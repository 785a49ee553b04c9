use std::fmt;

use crate::{ActionId, CommandFlags, CommandKind, CommandSpec};

/// Argument attached to a command once its own keys are complete.
#[derive(Debug, Clone, PartialEq, Eq)]
pub enum Argument {
    Character(char),
    Motion(Box<Command>),
}

/// A command as assembled by the interpreter.
///
/// `count` is the raw count typed by the user; 0 means "not given" and
/// reads back as 1 through [`Command::count`].
#[derive(Debug, Clone, PartialEq, Eq)]
pub struct Command {
    count: u32,
    action: Option<ActionId>,
    kind: CommandKind,
    flags: CommandFlags,
    argument: Option<Argument>,
}

impl Command {
    pub fn new(
        count: u32,
        action: Option<ActionId>,
        kind: CommandKind,
        flags: CommandFlags,
    ) -> Self {
        Self {
            count,
            action,
            kind,
            flags,
            argument: None,
        }
    }

    pub fn from_spec(count: u32, spec: &CommandSpec) -> Self {
        Self::new(count, spec.action.clone(), spec.kind, spec.flags)
    }

    /// Effective repeat count (unset counts as 1).
    pub fn count(&self) -> u32 {
        self.count.max(1)
    }

    pub fn raw_count(&self) -> u32 {
        self.count
    }

    pub fn set_count(&mut self, count: u32) {
        self.count = count;
    }

    pub fn action(&self) -> Option<&ActionId> {
        self.action.as_ref()
    }

    pub fn kind(&self) -> CommandKind {
        self.kind
    }

    pub fn flags(&self) -> CommandFlags {
        self.flags
    }

    pub fn argument(&self) -> Option<&Argument> {
        self.argument.as_ref()
    }

    pub fn set_argument(&mut self, argument: Argument) {
        self.argument = Some(argument);
    }

    /// Nested motion command, if the argument is a motion.
    pub fn motion(&self) -> Option<&Command> {
        match &self.argument {
            Some(Argument::Motion(cmd)) => Some(cmd.as_ref()),
            _ => None,
        }
    }

    pub fn motion_mut(&mut self) -> Option<&mut Command> {
        match &mut self.argument {
            Some(Argument::Motion(cmd)) => Some(cmd.as_mut()),
            _ => None,
        }
    }

    pub fn character(&self) -> Option<char> {
        match self.argument {
            Some(Argument::Character(c)) => Some(c),
            _ => None,
        }
    }
}

/// `3 VimMotionDown`, `VimDeleteMotion { 6 VimMotionWordRight }`, `VimReplaceCharacter 'x'`.
impl fmt::Display for Command {
    fn fmt(&self, f: &mut fmt::Formatter<'_>) -> fmt::Result {
        if self.count != 0 {
            write!(f, "{} ", self.count)?;
        }
        match &self.action {
            Some(action) => write!(f, "{action}")?,
            None => f.write_str("<unbound>")?,
        }
        match &self.argument {
            Some(Argument::Character(c)) => write!(f, " {c:?}"),
            Some(Argument::Motion(motion)) => write!(f, " {{ {motion} }}"),
            None => Ok(()),
        }
    }
}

■ **AIM OF THE EXERCISE**
Every line from the line containing "keys are complete." through the line containing "match &mut self.argument" in the records above must be retyped exactly. Leave out the rest.

■ **ANSWER AREA**
/// Argument attached to a command once its own keys are complete.
#[derive(Debug, Clone, PartialEq, Eq)]
pub enum Argument {
    Character(char),
    Motion(Box<Command>),
}

/// A command as assembled by the interpreter.
///
/// `count` is the raw count typed by the user; 0 means "not given" and
/// reads back as 1 through [`Command::count`].
#[derive(Debug, Clone, PartialEq, Eq)]
pub struct Command {
    count: u32,
    action: Option<ActionId>,
    kind: CommandKind,
    flags: CommandFlags,
    argument: Option<Argument>,
}

impl Command {
    pub fn new(
        count: u32,
        action: Option<ActionId>,
        kind: CommandKind,
        flags: CommandFlags,
    ) -> Self {
        Self {
            count,
            action,
            kind,
            flags,
            argument: None,
        }
    }

    pub fn from_spec(count: u32, spec: &CommandSpec) -> Self {
        Self::new(count, spec.action.clone(), spec.kind, spec.flags)
    }

    /// Effective repeat count (unset counts as 1).
    pub fn count(&self) -> u32 {
        self.count.max(1)
    }

    pub fn raw_count(&self) -> u32 {
        self.count
    }

    pub fn set_count(&mut self, count: u32) {
        self.count = count;
    }

    pub fn action(&self) -> Option<&ActionId> {
        self.action.as_ref()
    }

    pub fn kind(&self) -> CommandKind {
        self.kind
    }

    pub fn flags(&self) -> CommandFlags {
        self.flags
    }

    pub fn argument(&self) -> Option<&Argument> {
        self.argument.as_ref()
    }

    pub fn set_argument(&mut self, argument: Argument) {
        self.argument = Some(argument);
    }

    /// Nested motion command, if the argument is a motion.
    pub fn motion(&self) -> Option<&Command> {
        match &self.argument {
            Some(Argument::Motion(cmd)) => Some(cmd.as_ref()),
            _ => None,
        }
    }

    pub fn motion_mut(&mut self) -> Option<&mut Command> {
        match &mut self.argument {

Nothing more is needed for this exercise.